* _Exercise description_
Below are lines of data; restate word for word those running from the line containing "Persisted build state." to the line containing "use std::collections::BTreeMap;", inclusive, and no others.

* _Data supplied_

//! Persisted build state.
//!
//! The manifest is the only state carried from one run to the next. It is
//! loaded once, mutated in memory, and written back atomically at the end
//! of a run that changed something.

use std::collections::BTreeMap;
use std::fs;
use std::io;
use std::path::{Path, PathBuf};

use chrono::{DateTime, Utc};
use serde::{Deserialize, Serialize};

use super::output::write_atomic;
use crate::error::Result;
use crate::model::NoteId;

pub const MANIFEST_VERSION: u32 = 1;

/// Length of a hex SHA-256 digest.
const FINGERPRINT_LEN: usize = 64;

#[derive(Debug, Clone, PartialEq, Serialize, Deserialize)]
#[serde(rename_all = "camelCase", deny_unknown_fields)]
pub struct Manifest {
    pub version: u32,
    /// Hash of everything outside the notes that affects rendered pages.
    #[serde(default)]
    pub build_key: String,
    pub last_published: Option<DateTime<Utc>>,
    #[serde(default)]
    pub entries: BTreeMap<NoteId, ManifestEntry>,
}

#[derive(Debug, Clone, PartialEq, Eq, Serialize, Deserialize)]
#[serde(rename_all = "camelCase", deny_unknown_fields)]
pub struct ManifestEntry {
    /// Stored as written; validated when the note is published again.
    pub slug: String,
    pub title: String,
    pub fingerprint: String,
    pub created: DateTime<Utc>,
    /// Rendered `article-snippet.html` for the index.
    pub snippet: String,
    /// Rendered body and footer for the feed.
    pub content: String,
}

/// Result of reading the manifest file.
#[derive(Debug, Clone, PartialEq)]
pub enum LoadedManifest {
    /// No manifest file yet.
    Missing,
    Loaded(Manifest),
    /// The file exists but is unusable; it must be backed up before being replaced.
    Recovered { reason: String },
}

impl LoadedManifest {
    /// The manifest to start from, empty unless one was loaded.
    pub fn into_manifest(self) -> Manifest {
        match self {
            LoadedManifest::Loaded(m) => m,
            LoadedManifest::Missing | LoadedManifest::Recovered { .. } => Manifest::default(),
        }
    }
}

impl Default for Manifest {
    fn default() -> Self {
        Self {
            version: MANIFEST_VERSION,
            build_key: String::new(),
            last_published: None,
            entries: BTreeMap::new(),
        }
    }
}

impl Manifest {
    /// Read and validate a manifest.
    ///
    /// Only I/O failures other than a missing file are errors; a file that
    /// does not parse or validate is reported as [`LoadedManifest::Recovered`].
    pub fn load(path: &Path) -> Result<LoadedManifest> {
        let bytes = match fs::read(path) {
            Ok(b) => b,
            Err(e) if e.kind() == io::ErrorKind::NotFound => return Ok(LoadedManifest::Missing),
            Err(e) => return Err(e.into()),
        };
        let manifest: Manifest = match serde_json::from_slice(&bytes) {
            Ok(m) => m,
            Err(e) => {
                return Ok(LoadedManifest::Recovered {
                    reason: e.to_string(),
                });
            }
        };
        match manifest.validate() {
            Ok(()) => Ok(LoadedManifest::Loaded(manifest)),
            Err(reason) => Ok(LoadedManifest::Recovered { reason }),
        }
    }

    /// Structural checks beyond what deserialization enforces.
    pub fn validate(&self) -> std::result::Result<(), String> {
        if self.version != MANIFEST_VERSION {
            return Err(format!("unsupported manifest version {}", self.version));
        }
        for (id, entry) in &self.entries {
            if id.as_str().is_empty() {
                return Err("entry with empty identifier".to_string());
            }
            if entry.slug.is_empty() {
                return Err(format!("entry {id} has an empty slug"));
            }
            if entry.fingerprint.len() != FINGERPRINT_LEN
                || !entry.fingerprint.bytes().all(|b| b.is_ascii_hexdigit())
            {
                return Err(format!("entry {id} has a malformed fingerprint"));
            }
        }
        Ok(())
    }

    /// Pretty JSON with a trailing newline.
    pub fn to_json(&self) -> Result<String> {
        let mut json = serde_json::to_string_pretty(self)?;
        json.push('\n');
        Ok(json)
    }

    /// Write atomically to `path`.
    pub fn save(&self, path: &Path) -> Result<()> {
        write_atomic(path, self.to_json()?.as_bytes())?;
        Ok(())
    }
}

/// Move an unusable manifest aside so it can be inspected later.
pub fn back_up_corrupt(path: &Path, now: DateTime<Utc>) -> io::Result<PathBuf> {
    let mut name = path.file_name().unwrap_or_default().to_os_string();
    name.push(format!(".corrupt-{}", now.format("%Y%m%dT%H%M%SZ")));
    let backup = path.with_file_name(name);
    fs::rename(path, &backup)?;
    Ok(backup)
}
---
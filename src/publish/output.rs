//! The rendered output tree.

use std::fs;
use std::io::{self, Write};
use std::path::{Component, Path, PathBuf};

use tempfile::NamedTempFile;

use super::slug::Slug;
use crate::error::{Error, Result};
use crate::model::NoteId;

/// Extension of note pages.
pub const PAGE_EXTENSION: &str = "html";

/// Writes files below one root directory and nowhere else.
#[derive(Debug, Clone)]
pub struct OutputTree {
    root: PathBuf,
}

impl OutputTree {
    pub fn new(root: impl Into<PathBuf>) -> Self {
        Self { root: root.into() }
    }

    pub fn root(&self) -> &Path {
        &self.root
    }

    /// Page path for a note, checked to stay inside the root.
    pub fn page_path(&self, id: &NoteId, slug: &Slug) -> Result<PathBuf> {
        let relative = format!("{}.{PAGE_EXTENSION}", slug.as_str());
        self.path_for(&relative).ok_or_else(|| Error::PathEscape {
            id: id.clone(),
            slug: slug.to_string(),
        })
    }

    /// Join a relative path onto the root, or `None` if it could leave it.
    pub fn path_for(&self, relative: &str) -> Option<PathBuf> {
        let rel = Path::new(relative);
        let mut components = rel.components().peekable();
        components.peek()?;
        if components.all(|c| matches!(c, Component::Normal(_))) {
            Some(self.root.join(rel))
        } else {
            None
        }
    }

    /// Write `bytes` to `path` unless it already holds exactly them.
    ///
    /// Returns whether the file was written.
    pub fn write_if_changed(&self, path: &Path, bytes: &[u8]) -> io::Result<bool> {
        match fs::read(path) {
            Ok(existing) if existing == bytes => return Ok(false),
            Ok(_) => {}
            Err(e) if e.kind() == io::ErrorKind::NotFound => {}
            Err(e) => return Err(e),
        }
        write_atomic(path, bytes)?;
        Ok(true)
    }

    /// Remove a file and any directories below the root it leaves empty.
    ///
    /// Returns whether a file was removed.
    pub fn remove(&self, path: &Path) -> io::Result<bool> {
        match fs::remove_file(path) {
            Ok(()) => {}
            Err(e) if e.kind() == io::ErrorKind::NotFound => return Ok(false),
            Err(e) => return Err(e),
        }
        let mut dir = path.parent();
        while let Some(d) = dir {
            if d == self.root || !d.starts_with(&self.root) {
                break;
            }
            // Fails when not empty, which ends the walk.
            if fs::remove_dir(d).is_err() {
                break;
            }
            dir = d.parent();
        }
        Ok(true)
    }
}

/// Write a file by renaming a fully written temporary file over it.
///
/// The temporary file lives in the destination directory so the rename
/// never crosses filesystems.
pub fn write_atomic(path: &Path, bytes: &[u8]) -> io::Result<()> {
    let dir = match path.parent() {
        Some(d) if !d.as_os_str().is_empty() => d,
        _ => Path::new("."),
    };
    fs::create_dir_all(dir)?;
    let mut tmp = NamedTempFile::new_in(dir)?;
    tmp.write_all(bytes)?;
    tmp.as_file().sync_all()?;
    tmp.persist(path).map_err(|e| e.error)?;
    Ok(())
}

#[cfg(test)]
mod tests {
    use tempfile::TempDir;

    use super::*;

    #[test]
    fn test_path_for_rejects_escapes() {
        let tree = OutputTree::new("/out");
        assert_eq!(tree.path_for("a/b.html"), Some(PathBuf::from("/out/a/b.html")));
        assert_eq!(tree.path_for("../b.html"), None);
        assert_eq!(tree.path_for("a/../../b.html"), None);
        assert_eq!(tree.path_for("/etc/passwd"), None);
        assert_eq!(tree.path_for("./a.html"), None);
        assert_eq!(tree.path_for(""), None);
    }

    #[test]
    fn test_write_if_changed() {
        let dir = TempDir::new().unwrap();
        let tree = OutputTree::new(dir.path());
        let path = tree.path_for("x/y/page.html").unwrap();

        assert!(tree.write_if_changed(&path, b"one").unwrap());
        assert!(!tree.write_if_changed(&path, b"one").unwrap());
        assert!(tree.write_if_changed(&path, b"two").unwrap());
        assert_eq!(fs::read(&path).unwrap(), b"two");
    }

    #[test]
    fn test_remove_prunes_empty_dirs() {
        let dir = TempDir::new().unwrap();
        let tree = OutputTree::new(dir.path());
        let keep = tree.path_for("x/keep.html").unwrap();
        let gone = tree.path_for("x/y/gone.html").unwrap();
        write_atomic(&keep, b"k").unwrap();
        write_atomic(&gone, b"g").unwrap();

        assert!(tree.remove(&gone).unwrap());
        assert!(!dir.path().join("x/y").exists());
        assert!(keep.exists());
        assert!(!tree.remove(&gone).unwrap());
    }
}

* _Task response_
//! Persisted build state.
//!
//! The manifest is the only state carried from one run to the next. It is
//! loaded once, mutated in memory, and written back atomically at the end
//! of a run that changed something.

use std::collections::BTreeMap;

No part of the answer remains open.